Assigned task.
Repeat the material below exactly, line for line.

Data extracts.

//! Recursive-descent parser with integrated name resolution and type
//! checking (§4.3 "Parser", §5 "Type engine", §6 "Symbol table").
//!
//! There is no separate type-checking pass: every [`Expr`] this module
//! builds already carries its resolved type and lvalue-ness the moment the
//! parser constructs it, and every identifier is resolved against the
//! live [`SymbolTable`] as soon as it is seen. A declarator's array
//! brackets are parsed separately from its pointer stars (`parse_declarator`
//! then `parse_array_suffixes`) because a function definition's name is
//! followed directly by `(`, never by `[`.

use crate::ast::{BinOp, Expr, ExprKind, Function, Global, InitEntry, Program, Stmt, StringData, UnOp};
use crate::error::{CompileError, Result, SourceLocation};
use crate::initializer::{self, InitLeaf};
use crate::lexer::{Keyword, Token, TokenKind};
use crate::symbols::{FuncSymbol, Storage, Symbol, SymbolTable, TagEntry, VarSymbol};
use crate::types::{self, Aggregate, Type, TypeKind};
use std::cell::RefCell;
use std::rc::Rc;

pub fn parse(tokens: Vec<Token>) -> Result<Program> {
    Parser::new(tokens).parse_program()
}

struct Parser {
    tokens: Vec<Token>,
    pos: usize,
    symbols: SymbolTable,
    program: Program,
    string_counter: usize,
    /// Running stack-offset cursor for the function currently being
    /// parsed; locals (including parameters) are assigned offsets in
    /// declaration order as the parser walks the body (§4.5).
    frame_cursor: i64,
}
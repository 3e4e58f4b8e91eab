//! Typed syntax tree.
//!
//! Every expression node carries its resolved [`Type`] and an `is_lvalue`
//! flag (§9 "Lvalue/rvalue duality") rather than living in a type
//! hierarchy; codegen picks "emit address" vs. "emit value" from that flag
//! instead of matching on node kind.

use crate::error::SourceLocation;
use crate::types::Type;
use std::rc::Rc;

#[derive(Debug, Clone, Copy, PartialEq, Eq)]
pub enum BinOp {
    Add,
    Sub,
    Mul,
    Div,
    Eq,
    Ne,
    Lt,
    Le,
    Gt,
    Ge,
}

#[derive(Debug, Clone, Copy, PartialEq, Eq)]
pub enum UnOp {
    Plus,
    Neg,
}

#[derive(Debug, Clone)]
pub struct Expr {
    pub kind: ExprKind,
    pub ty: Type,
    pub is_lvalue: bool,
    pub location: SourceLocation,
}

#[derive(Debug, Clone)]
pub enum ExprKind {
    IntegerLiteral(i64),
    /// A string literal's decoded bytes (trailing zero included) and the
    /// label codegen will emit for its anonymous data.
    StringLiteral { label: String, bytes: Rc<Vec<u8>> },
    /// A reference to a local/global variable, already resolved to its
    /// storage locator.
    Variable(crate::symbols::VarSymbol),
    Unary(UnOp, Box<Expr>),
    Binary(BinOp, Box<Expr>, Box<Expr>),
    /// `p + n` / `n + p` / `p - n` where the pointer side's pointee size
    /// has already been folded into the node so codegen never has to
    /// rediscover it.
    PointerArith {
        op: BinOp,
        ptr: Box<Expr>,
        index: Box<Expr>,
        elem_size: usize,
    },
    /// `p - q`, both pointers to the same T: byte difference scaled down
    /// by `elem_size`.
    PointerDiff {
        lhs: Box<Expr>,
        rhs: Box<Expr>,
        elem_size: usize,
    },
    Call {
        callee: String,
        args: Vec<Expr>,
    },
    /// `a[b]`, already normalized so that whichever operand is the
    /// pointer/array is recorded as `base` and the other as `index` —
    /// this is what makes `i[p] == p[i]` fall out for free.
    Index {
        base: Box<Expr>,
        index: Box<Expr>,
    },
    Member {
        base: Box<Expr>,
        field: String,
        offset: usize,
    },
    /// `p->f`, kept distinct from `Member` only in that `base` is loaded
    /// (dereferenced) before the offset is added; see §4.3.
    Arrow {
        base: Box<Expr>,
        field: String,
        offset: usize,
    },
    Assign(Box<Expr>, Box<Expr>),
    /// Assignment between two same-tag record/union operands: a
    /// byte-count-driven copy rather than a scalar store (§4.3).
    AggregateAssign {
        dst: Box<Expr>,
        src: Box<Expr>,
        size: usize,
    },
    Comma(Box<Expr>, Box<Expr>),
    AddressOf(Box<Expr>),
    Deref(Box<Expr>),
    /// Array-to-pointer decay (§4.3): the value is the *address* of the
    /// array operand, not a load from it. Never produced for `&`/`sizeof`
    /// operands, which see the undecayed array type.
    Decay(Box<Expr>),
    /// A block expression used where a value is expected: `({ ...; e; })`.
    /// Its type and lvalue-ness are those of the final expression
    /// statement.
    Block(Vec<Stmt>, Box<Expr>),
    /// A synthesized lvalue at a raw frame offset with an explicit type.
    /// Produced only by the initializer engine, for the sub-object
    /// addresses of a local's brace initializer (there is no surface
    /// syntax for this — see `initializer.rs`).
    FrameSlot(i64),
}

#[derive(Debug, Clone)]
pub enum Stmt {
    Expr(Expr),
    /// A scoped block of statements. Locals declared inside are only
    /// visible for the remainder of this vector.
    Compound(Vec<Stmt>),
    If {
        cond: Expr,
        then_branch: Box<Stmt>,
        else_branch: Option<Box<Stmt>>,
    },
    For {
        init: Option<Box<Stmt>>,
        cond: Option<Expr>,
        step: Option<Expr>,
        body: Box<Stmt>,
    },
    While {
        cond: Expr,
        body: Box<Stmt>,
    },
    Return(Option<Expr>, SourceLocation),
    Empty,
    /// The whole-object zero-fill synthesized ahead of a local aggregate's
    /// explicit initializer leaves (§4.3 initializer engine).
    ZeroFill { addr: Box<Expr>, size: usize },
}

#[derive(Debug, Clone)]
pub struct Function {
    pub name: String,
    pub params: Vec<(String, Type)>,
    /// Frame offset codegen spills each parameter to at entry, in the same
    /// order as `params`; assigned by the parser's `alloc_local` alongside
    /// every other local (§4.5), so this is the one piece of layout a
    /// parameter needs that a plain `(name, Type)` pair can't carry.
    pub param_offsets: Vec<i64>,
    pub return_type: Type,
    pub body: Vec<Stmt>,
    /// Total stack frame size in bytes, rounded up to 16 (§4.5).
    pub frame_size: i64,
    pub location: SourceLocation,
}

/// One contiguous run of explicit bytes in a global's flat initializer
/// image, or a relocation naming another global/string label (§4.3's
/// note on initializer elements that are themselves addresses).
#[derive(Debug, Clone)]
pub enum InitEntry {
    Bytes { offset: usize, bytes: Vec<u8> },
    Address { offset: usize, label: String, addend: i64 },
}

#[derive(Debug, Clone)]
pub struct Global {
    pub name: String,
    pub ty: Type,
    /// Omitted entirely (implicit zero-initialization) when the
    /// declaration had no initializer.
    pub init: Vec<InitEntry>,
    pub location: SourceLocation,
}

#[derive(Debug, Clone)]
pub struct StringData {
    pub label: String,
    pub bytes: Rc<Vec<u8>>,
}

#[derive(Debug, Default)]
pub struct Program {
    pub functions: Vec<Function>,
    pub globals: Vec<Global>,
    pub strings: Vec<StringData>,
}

Written answer.
//! Recursive-descent parser with integrated name resolution and type
//! checking (§4.3 "Parser", §5 "Type engine", §6 "Symbol table").
//!
//! There is no separate type-checking pass: every [`Expr`] this module
//! builds already carries its resolved type and lvalue-ness the moment the
//! parser constructs it, and every identifier is resolved against the
//! live [`SymbolTable`] as soon as it is seen. A declarator's array
//! brackets are parsed separately from its pointer stars (`parse_declarator`
//! then `parse_array_suffixes`) because a function definition's name is
//! followed directly by `(`, never by `[`.

use crate::ast::{BinOp, Expr, ExprKind, Function, Global, InitEntry, Program, Stmt, StringData, UnOp};
use crate::error::{CompileError, Result, SourceLocation};
use crate::initializer::{self, InitLeaf};
use crate::lexer::{Keyword, Token, TokenKind};
use crate::symbols::{FuncSymbol, Storage, Symbol, SymbolTable, TagEntry, VarSymbol};
use crate::types::{self, Aggregate, Type, TypeKind};
use std::cell::RefCell;
use std::rc::Rc;

pub fn parse(tokens: Vec<Token>) -> Result<Program> {
    Parser::new(tokens).parse_program()
}

struct Parser {
    tokens: Vec<Token>,
    pos: usize,
    symbols: SymbolTable,
    program: Program,
    string_counter: usize,
    /// Running stack-offset cursor for the function currently being
    /// parsed; locals (including parameters) are assigned offsets in
    /// declaration order as the parser walks the body (§4.5).
    frame_cursor: i64,
}
repository 3e4e58f4b8e91eab
//! Typed syntax tree.
//!
//! Every expression node carries its resolved [`Type`] and an `is_lvalue`
//! flag (§9 "Lvalue/rvalue duality") rather than living in a type
//! hierarchy; codegen picks "emit address" vs. "emit value" from that flag
//! instead of matching on node kind.

use crate::error::SourceLocation;
use crate::types::Type;
use std::rc::Rc;

#[derive(Debug, Clone, Copy, PartialEq, Eq)]
pub enum BinOp {
    Add,
    Sub,
    Mul,
    Div,
    Eq,
    Ne,
    Lt,
    Le,
    Gt,
    Ge,
}

#[derive(Debug, Clone, Copy, PartialEq, Eq)]
pub enum UnOp {
    Plus,
    Neg,
}

#[derive(Debug, Clone)]
pub struct Expr {
    pub kind: ExprKind,
    pub ty: Type,
    pub is_lvalue: bool,
    pub location: SourceLocation,
}

#[derive(Debug, Clone)]
pub enum ExprKind {
    IntegerLiteral(i64),
    /// A string literal's decoded bytes (trailing zero included) and the
    /// label codegen will emit for its anonymous data.
    StringLiteral { label: String, bytes: Rc<Vec<u8>> },
    /// A reference to a local/global variable, already resolved to its
    /// storage locator.
    Variable(crate::symbols::VarSymbol),
    Unary(UnOp, Box<Expr>),
    Binary(BinOp, Box<Expr>, Box<Expr>),
    /// `p + n` / `n + p` / `p - n` where the pointer side's pointee size
    /// has already been folded into the node so codegen never has to
    /// rediscover it.
    PointerArith {
        op: BinOp,
        ptr: Box<Expr>,
        index: Box<Expr>,
        elem_size: usize,
    },
    /// `p - q`, both pointers to the same T: byte difference scaled down
    /// by `elem_size`.
    PointerDiff {
        lhs: Box<Expr>,
        rhs: Box<Expr>,
        elem_size: usize,
    },
    Call {
        callee: String,
        args: Vec<Expr>,
    },
    /// `a[b]`, already normalized so that whichever operand is the
    /// pointer/array is recorded as `base` and the other as `index` —
    /// this is what makes `i[p] == p[i]` fall out for free.
    Index {
        base: Box<Expr>,
        index: Box<Expr>,
    },
    Member {
        base: Box<Expr>,
        field: String,
        offset: usize,
    },
    /// `p->f`, kept distinct from `Member` only in that `base` is loaded
    /// (dereferenced) before the offset is added; see §4.3.
    Arrow {
        base: Box<Expr>,
        field: String,
        offset: usize,
    },
    Assign(Box<Expr>, Box<Expr>),
    /// Assignment between two same-tag record/union operands: a
    /// byte-count-driven copy rather than a scalar store (§4.3).
    AggregateAssign {
        dst: Box<Expr>,
        src: Box<Expr>,
        size: usize,
    },
    Comma(Box<Expr>, Box<Expr>),
    AddressOf(Box<Expr>),
    Deref(Box<Expr>),
    /// Array-to-pointer decay (§4.3): the value is the *address* of the
    /// array operand, not a load from it. Never produced for `&`/`sizeof`
    /// operands, which see the undecayed array type.
    Decay(Box<Expr>),
    /// A block expression used where a value is expected: `({ ...; e; })`.
    /// Its type and lvalue-ness are those of the final expression
    /// statement.
    Block(Vec<Stmt>, Box<Expr>),
    /// A synthesized lvalue at a raw frame offset with an explicit type.
    /// Produced only by the initializer engine, for the sub-object
    /// addresses of a local's brace initializer (there is no surface
    /// syntax for this — see `initializer.rs`).
    FrameSlot(i64),
}

#[derive(Debug, Clone)]
pub enum Stmt {
    Expr(Expr),
    /// A scoped block of statements. Locals declared inside are only
    /// visible for the remainder of this vector.
    Compound(Vec<Stmt>),
    If {
        cond: Expr,
        then_branch: Box<Stmt>,
        else_branch: Option<Box<Stmt>>,
    },
    For {
        init: Option<Box<Stmt>>,
        cond: Option<Expr>,
        step: Option<Expr>,
        body: Box<Stmt>,
    },
    While {
        cond: Expr,
        body: Box<Stmt>,
    },
    Return(Option<Expr>, SourceLocation),
    Empty,
    /// The whole-object zero-fill synthesized ahead of a local aggregate's
    /// explicit initializer leaves (§4.3 initializer engine).
    ZeroFill { addr: Box<Expr>, size: usize },
}

#[derive(Debug, Clone)]
pub struct Function {
    pub name: String,
    pub params: Vec<(String, Type)>,
    /// Frame offset codegen spills each parameter to at entry, in the same
    /// order as `params`; assigned by the parser's `alloc_local` alongside
    /// every other local (§4.5), so this is the one piece of layout a
    /// parameter needs that a plain `(name, Type)` pair can't carry.
    pub param_offsets: Vec<i64>,
    pub return_type: Type,
    pub body: Vec<Stmt>,
    /// Total stack frame size in bytes, rounded up to 16 (§4.5).
    pub frame_size: i64,
    pub location: SourceLocation,
}

/// One contiguous run of explicit bytes in a global's flat initializer
/// image, or a relocation naming another global/string label (§4.3's
/// note on initializer elements that are themselves addresses).
#[derive(Debug, Clone)]
pub enum InitEntry {
    Bytes { offset: usize, bytes: Vec<u8> },
    Address { offset: usize, label: String, addend: i64 },
}

#[derive(Debug, Clone)]
pub struct Global {
    pub name: String,
    pub ty: Type,
    /// Omitted entirely (implicit zero-initialization) when the
    /// declaration had no initializer.
    pub init: Vec<InitEntry>,
    pub location: SourceLocation,
}

#[derive(Debug, Clone)]
pub struct StringData {
    pub label: String,
    pub bytes: Rc<Vec<u8>>,
}

#[derive(Debug, Default)]
pub struct Program {
    pub functions: Vec<Function>,
    pub globals: Vec<Global>,
    pub strings: Vec<StringData>,
}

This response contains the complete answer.